Gav has come up from Ottawa to move in, a move which (one would think) should improve things around the house, financially. Unfortunately, Venk has stated that if he is to 'allow' Gav to move in (as Venk is still on the
lease, even if he's 500km away, and not paying
rent), I must first provide him with money, to buy him out of the lease.
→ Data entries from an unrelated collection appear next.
//! Configuration module for the F&I trainer.
//!
//! Provides `AppConfig` (operator config, TOML), `Settings` / `SettingsStore`
//! (user-editable training settings, JSON), `TokenStore` (API key),
//! `FixedConfig` (the compiled-in trainer) and `AppPaths` for the
//! cross-platform config directory.

pub mod fixed;
pub mod paths;
pub mod settings;
pub mod token;
pub mod training;

pub use fixed::{
    complete_settings, CompleteSettings, FixedConfig, Layers, CONVERSATION_NAME,
    DEFAULT_PERSONA_ID, DEFAULT_REPLICA_ID,
};
pub use paths::AppPaths;
pub use settings::{ApiConfig, AppConfig, UiConfig};
pub use token::TokenStore;
pub use training::{Settings, SettingsStore, INTERRUPT_SENSITIVITIES, LANGUAGES};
Of course, if I had the money to buy him out of the lease, I wouldn't have needed to find an additional
roommate. If I don't bring in a roommate because I don't have money to pay Venk, I'm not going to be able to pay rent. If
I can't pay rent, then we lose the house. Losing the house impacts not at all to Venk, who is living safely in
his mother's house, back in Ottawa. It also doesn't matter too much to Naveen, who goes back to
Quebec City at the end of
April.
I am so fucking tired of this.
So, so fucking tired of this.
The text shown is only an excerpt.